*AIM OF THE EXERCISE*: With the first line as the start and the line containing "let options = js_sys::Object::new();" as the end, write out every line of the records exactly.

* * * *

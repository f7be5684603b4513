//! ブラウザ標準の BarcodeDetector
//!
//! 未対応ブラウザ（Firefox、古い Safari など）では `Err` を返し、
//! 同梱デコーダにフォールバックさせる。

use async_trait::async_trait;
use js_sys::{Array, Function, Promise, Reflect};
use qr_scan_common::{DecodeStrategy, PixelBuffer, PixelFormat};
use wasm_bindgen::{Clamped, JsCast, JsValue};
use wasm_bindgen_futures::JsFuture;
use web_sys::ImageData;

use crate::camera::js_message;

pub struct NativeBarcodeDetector;

impl NativeBarcodeDetector {
    pub const NAME: &'static str = "barcode-detector";

    /// `window.BarcodeDetector` が存在するか
    pub fn is_supported() -> bool {
        web_sys::window()
            .and_then(|w| Reflect::get(&w, &"BarcodeDetector".into()).ok())
            .map(|ctor| ctor.is_function())
            .unwrap_or(false)
    }

    async fn detect(frame: &PixelBuffer) -> Result<Option<String>, JsValue> {
        let window = web_sys::window().ok_or_else(|| JsValue::from_str("window がありません"))?;
        let ctor: Function = Reflect::get(&window, &"BarcodeDetector".into())?.dyn_into()?;

        let options = js_sys::Object::new();
        Reflect::set(&options, &"formats".into(), &Array::of1(&"qr_code".into()))?;
        let detector = Reflect::construct(&ctor, &Array::of1(&options))?;

        let image = to_image_data(frame)?;
        let detect: Function = Reflect::get(&detector, &"detect".into())?.dyn_into()?;
        let promise: Promise = detect.call1(&detector, &image)?.dyn_into()?;
        let codes: Array = JsFuture::from(promise).await?.dyn_into()?;

        if codes.length() == 0 {
            return Ok(None);
        }
        let raw = Reflect::get(&codes.get(0), &"rawValue".into())?;
        Ok(raw.as_string().filter(|s| !s.is_empty()))
    }
}

fn to_image_data(frame: &PixelBuffer) -> Result<ImageData, JsValue> {
    let rgba = match frame.format() {
        PixelFormat::Rgba8 => frame.data().to_vec(),
        PixelFormat::Luma8 => frame.data().iter().flat_map(|&l| [l, l, l, 255]).collect(),
    };
    ImageData::new_with_u8_clamped_array_and_sh(Clamped(rgba.as_slice()), frame.width(), frame.height())
}

#[async_trait(?Send)]
impl DecodeStrategy for NativeBarcodeDetector {
    fn name(&self) -> &'static str {
        Self::NAME
    }

    async fn decode(&self, frame: &PixelBuffer) -> Result<Option<String>, String> {
        if !Self::is_supported() {
            return Err("BarcodeDetector 非対応".into());
        }
        Self::detect(frame).await.map_err(|e| js_message(&e))
    }
}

* * * *

*EXERCISE RESPONSE*:
repository f7be5684603b4513
//! ブラウザ標準の BarcodeDetector
//!
//! 未対応ブラウザ（Firefox、古い Safari など）では `Err` を返し、
//! 同梱デコーダにフォールバックさせる。

use async_trait::async_trait;
use js_sys::{Array, Function, Promise, Reflect};
use qr_scan_common::{DecodeStrategy, PixelBuffer, PixelFormat};
use wasm_bindgen::{Clamped, JsCast, JsValue};
use wasm_bindgen_futures::JsFuture;
use web_sys::ImageData;

use crate::camera::js_message;

pub struct NativeBarcodeDetector;

impl NativeBarcodeDetector {
    pub const NAME: &'static str = "barcode-detector";

    /// `window.BarcodeDetector` が存在するか
    pub fn is_supported() -> bool {
        web_sys::window()
            .and_then(|w| Reflect::get(&w, &"BarcodeDetector".into()).ok())
            .map(|ctor| ctor.is_function())
            .unwrap_or(false)
    }

    async fn detect(frame: &PixelBuffer) -> Result<Option<String>, JsValue> {
        let window = web_sys::window().ok_or_else(|| JsValue::from_str("window がありません"))?;
        let ctor: Function = Reflect::get(&window, &"BarcodeDetector".into())?.dyn_into()?;

        let options = js_sys::Object::new();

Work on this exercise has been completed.